Consolidated net profit for the three months to Dec. 31 fell to 1.12 billion rupees (13 million pounds) from 29.53 billion a year earlier, the company said on Tuesday. Total income from operations fell 4.3 percent to 685.41 billion rupees.
Analysts had expected Tata Motors to post a profit of 22.48 billion rupees, Thomson Reuters data shows. Shares of the company, valued at about $24 billion, fell 3.7 percent.
Retail sales of its sleek Jaguar sedans and Land Rover sport-utility vehicles (SUVs) rose 8 percent to 149,288 vehicles in the three months through December from a year before, helped by a 38 percent rise in sales in China.
While Jaguar retail sales rose about 90 percent to 45,364 vehicles, Land Rover sales fell 9 percent to 103,924 vehicles.

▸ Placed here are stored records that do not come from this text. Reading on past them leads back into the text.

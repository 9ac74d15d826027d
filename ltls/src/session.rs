//! Blocking TLS session over any `Read + Write` transport.

use std::io::{ErrorKind, Read, Write};
use std::net::TcpStream;

use ltls_core::cipher_suites::CipherSuite;
use ltls_core::{ClientConnection, Error, ProtocolVersion, Result};

use crate::ClientConfig;

/// Size of the transport read buffer (one maximal record plus header).
const READ_BUFFER_SIZE: usize = 18 * 1024;

/// A TLS client session.
///
/// `open` drives the handshake to completion; afterwards `read`/`write`
/// move application data. Any error disposes the session.
pub struct Session<T> {
    transport: T,
    conn: ClientConnection,
    buf: Vec<u8>,
}

impl<T> std::fmt::Debug for Session<T> {
    fn fmt(&self, f: &mut std::fmt::Formatter<'_>) -> std::fmt::Result {
        f.debug_struct("Session").field("conn", &self.conn).finish_non_exhaustive()
    }
}

impl Session<TcpStream> {
    /// Open a TCP connection to `host:port` and complete the handshake.
    ///
    /// `host` is sent as SNI unless the config names a server already or
    /// `host` is an IP address.
    pub fn connect(host: &str, port: u16, config: &ClientConfig) -> Result<Self> {
        let stream = TcpStream::connect((host, port))?;
        stream.set_read_timeout(config.io_timeout)?;
        stream.set_write_timeout(config.io_timeout)?;
        stream.set_nodelay(true)?;
        tracing::debug!(host, port, "tcp connected");
        Self::open(&config.for_host(host), stream)
    }
}

impl<T: Read + Write> Session<T> {
    /// Run the handshake over `transport`.
    pub fn open(config: &ClientConfig, transport: T) -> Result<Self> {
        let conn = ClientConnection::new(config.config.clone(), config.provider.clone())?;
        let mut session = Self {
            transport,
            conn,
            buf: vec![0u8; READ_BUFFER_SIZE],
        };

        session.conn.start()?;
        session.flush()?;
        while !session.conn.is_handshake_complete() {
            if session.fill()? == 0 {
                session.conn.dispose();
                return Err(Error::IoError("transport closed during handshake".into()));
            }
        }
        tracing::info!(
            version = ?session.conn.negotiated_version(),
            "session open"
        );
        Ok(session)
    }

    /// Read decrypted application data.
    ///
    /// Blocks until data arrives. Returns `Ok(0)` once the server has
    /// closed the connection and everything buffered has been read.
    pub fn read(&mut self, buf: &mut [u8]) -> Result<usize> {
        if buf.is_empty() {
            return Ok(0);
        }
        loop {
            if self.conn.plaintext_len() > 0 {
                return Ok(self.conn.read_plaintext(buf));
            }
            if self.conn.is_closed() {
                return Ok(0);
            }
            if self.fill()? == 0 {
                tracing::warn!("transport closed without close_notify");
                self.conn.dispose();
                return Ok(0);
            }
        }
    }

    /// Take whatever application data is already buffered, without blocking.
    pub fn read_available(&mut self) -> Vec<u8> {
        self.conn.take_plaintext()
    }

    /// Encrypt and send `data`. Only legal once the handshake is complete.
    pub fn write(&mut self, data: &[u8]) -> Result<usize> {
        let n = self.conn.write_application_data(data)?;
        self.flush()?;
        Ok(n)
    }

    /// Send close_notify, wait for the server's, and dispose.
    pub fn close(&mut self) -> Result<()> {
        if self.conn.is_closed() {
            return Ok(());
        }
        self.conn.close()?;
        self.flush()?;
        while !self.conn.is_closed() {
            match self.fill() {
                Ok(0) => break,
                Ok(_) => {},
                // peer already gone; our close_notify went out
                Err(Error::IoError(_)) => break,
                Err(e) => return Err(e),
            }
        }
        self.conn.dispose();
        Ok(())
    }

    /// Application data can still be exchanged.
    pub fn is_open(&self) -> bool {
        self.conn.is_open()
    }

    /// Decrypted bytes waiting to be read.
    pub fn buffered_len(&self) -> usize {
        self.conn.plaintext_len()
    }

    /// Version chosen by the server.
    pub fn negotiated_version(&self) -> Option<ProtocolVersion> {
        self.conn.negotiated_version()
    }

    /// Cipher suite chosen by the server.
    pub fn cipher_suite(&self) -> Option<&'static CipherSuite> {
        self.conn.cipher_suite()
    }

    /// Server certificate chain, leaf first (not validated).
    pub fn peer_certificates(&self) -> &[Vec<u8>] {
        self.conn.peer_certificates()
    }

    /// The underlying transport.
    pub fn get_ref(&self) -> &T {
        &self.transport
    }

    /// The underlying transport, mutably.
    pub fn get_mut(&mut self) -> &mut T {
        &mut self.transport
    }

    /// Write everything the connection has queued.
    fn flush(&mut self) -> Result<()> {
        let out = self.conn.take_outgoing();
        if out.is_empty() {
            return Ok(());
        }
        let result = self
            .transport
            .write_all(&out)
            .and_then(|()| self.transport.flush());
        if let Err(e) = result {
            self.conn.dispose();
            return Err(e.into());
        }
        Ok(())
    }

    /// One transport read fed to the connection. Returns bytes read.
    fn fill(&mut self) -> Result<usize> {
        let n = loop {
            match self.transport.read(&mut self.buf) {
                Ok(n) => break n,
                Err(e) if e.kind() == ErrorKind::Interrupted => continue,
                Err(e) => {
                    self.conn.dispose();
                    return Err(e.into());
                },
            }
        };
        if n == 0 {
            return Ok(0);
        }

        let result = self.conn.read_tls(&self.buf[..n]);
        // alerts and replies go out even when processing failed
        let flushed = self.flush();
        result?;
        flushed?;
        Ok(n)
    }
}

JLR's net profit declined to 167 million pounds ($208 million) from 440 million a year ago, on revenue up 13.1 percent to 6.5 billion.

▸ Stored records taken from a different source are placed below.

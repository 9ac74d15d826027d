//! # ltls Cryptographic Provider Interface
//!
//! This crate defines the cryptographic abstraction layer used by the ltls
//! TLS 1.0-1.2 client. The protocol engine never touches a concrete
//! algorithm implementation; it asks a [`CryptoProvider`] for trait objects.
//!
//! ## Architecture
//!
//! ```text
//! CryptoProvider (main trait)
//! ├── Hash        (MD5, SHA-1, SHA-256)
//! ├── Hmac        (HMAC over the same hashes)
//! ├── BulkCipher  (RC4-128, AES-128-CBC, AES-256-CBC)
//! ├── Random      (CSPRNG)
//! └── KeyExchange (RSA PKCS#1 v1.5 encryption, finite-field DH)
//! ```
//!
//! ## Example Usage
//!
//! ```rust,ignore
//! use ltls_crypto::{CryptoProvider, HashAlgorithm};
//!
//! fn digest(provider: &dyn CryptoProvider) -> ltls_crypto::Result<Vec<u8>> {
//!     let mut hash = provider.hash(HashAlgorithm::Sha256)?;
//!     hash.update(b"abc");
//!     Ok(hash.finalize())
//! }
//! ```

#![forbid(unsafe_code)]
#![warn(
    missing_docs,
    rust_2018_idioms,
    unused_qualifications,
    missing_debug_implementations
)]

pub mod cipher;
pub mod error;
pub mod hash;
pub mod hmac;
pub mod key_exchange;
pub mod random;

pub use cipher::{BulkCipher, BulkCipherAlgorithm, CipherType};
pub use error::{Error, Result};
pub use hash::{Hash, HashAlgorithm};
pub use hmac::Hmac;
pub use key_exchange::{DhKeyPair, DhParameters, KeyExchange, RsaPublicKey};
pub use random::Random;

/// The main cryptographic provider trait.
///
/// Implementations hand out fresh algorithm instances on demand. The TLS
/// engine holds the provider behind `Arc<dyn CryptoProvider>` so the trait
/// stays object-safe apart from the constructor.
///
/// # Thread Safety
///
/// All implementations must be `Send + Sync` so one provider can be shared
/// by many connections.
pub trait CryptoProvider: Send + Sync + 'static {
    /// Create a new instance of the crypto provider.
    fn new() -> Self
    where
        Self: Sized;

    /// Get a hash function instance.
    ///
    /// # Arguments
    ///
    /// * `algorithm` - The hash algorithm to use
    fn hash(&self, algorithm: HashAlgorithm) -> Result<Box<dyn Hash>>;

    /// Get an HMAC instance keyed with `key`.
    ///
    /// # Arguments
    ///
    /// * `algorithm` - The hash algorithm to use for HMAC
    /// * `key` - The HMAC key (any length)
    fn hmac(&self, algorithm: HashAlgorithm, key: &[u8]) -> Result<Box<dyn Hmac>>;

    /// Get a keyed bulk cipher instance for one direction of a connection.
    ///
    /// # Arguments
    ///
    /// * `algorithm` - The bulk cipher algorithm
    /// * `key` - Cipher key, must match [`BulkCipherAlgorithm::key_size`]
    /// * `iv` - Initial chaining value for block ciphers (empty for streams)
    fn cipher(
        &self,
        algorithm: BulkCipherAlgorithm,
        key: &[u8],
        iv: &[u8],
    ) -> Result<Box<dyn BulkCipher>>;

    /// Get the random number generator.
    fn random(&self) -> &dyn Random;

    /// Get the key exchange primitives (RSA encryption, DH).
    fn key_exchange(&self) -> &dyn KeyExchange;

    /// Check whether a bulk cipher is supported by this provider.
    fn supports_cipher(&self, algorithm: BulkCipherAlgorithm) -> bool {
        let key = vec![0u8; algorithm.key_size()];
        let iv = vec![0u8; algorithm.iv_size()];
        self.cipher(algorithm, &key, &iv).is_ok()
    }
}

Tata Motors' domestic business reported a net loss of 10.46 billion rupees as it revamped its passenger vehicles business to boost sales and gain market share.

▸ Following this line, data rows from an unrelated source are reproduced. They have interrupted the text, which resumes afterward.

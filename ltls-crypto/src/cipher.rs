//! Bulk cipher interface for record encryption.
//!
//! TLS 1.0-1.2 protect records with either a stream cipher (RC4) or a
//! block cipher in CBC mode. A [`BulkCipher`] instance is owned by one
//! direction of one connection and carries its running state between
//! records: the RC4 keystream position, or the CBC chaining block.

use crate::Result;

/// Whether a bulk cipher operates on a byte stream or on fixed blocks.
#[derive(Debug, Clone, Copy, PartialEq, Eq, Hash)]
pub enum CipherType {
    /// Stream cipher, no padding and no IV.
    Stream,
    /// Block cipher in CBC mode.
    Block,
}

/// Bulk encryption algorithms.
#[derive(Debug, Clone, Copy, PartialEq, Eq, Hash)]
pub enum BulkCipherAlgorithm {
    /// RC4 with a 128-bit key
    Rc4_128,
    /// AES-128 in CBC mode
    Aes128Cbc,
    /// AES-256 in CBC mode
    Aes256Cbc,
}

impl BulkCipherAlgorithm {
    /// Key size in bytes.
    pub const fn key_size(self) -> usize {
        match self {
            BulkCipherAlgorithm::Rc4_128 => 16,
            BulkCipherAlgorithm::Aes128Cbc => 16,
            BulkCipherAlgorithm::Aes256Cbc => 32,
        }
    }

    /// Block size in bytes (zero for stream ciphers).
    pub const fn block_size(self) -> usize {
        match self {
            BulkCipherAlgorithm::Rc4_128 => 0,
            BulkCipherAlgorithm::Aes128Cbc | BulkCipherAlgorithm::Aes256Cbc => 16,
        }
    }

    /// IV size in bytes (zero for stream ciphers).
    pub const fn iv_size(self) -> usize {
        self.block_size()
    }

    /// Stream or block.
    pub const fn cipher_type(self) -> CipherType {
        match self {
            BulkCipherAlgorithm::Rc4_128 => CipherType::Stream,
            BulkCipherAlgorithm::Aes128Cbc | BulkCipherAlgorithm::Aes256Cbc => CipherType::Block,
        }
    }

    /// Get the name of this algorithm.
    pub const fn name(self) -> &'static str {
        match self {
            BulkCipherAlgorithm::Rc4_128 => "RC4-128",
            BulkCipherAlgorithm::Aes128Cbc => "AES-128-CBC",
            BulkCipherAlgorithm::Aes256Cbc => "AES-256-CBC",
        }
    }
}

/// Stateful bulk cipher bound to a key.
pub trait BulkCipher: Send {
    /// The algorithm this instance implements.
    fn algorithm(&self) -> BulkCipherAlgorithm;

    /// Encrypt `data` in place.
    ///
    /// For block ciphers the length must be a multiple of the block size;
    /// the chaining block is advanced to the last ciphertext block.
    fn encrypt(&mut self, data: &mut [u8]) -> Result<()>;

    /// Decrypt `data` in place.
    ///
    /// For block ciphers the length must be a multiple of the block size;
    /// the chaining block is advanced to the last ciphertext block.
    fn decrypt(&mut self, data: &mut [u8]) -> Result<()>;

    /// Replace the CBC chaining block.
    ///
    /// Used for the explicit per-record IV of TLS 1.1 and later. Stream
    /// ciphers reject a non-empty IV.
    fn set_iv(&mut self, iv: &[u8]) -> Result<()>;
}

Earlier in February, Tata Motors unveiled a new brand called TAMO, aimed at testing new technologies and enabling the company to become more responsive to changing market trends.
"What is it that we need to be a high performance organisation - being lean, it's about being agile and it's about having clearly addressed and delegated accountability," Guenter Butschek, MD and CEO of Tata Motors, told a news conference on Tuesday.
The company is also implementing a management transformation from the beginning of April aimed at bringing in speed, simplicity and agility to deal with market volatility, he said.
The company expects to see a much better fourth quarter, Chief Financial Officer C Ramakrishnan told the conference.
Car makers in India were also hit in the third quarter by Prime Minister Narendra Modi's "demonetisation" move in November, when he declared notes of 500 rupees and 1,000 rupees illegal tender, taking about 86 percent of total currency out of circulation.
Other issues facing JLR include Britain's Brexit vote and U.S. President Donald Trump's promised protectionist policies, according to a Jan. 20 report by Mumbai-based IDFC Securities. The United States accounts for about 25 percent of JLR's sales.
"Given this, JLR is in a more precarious position than its peers," IDFC Securities analyst Deepak Jain said in the report.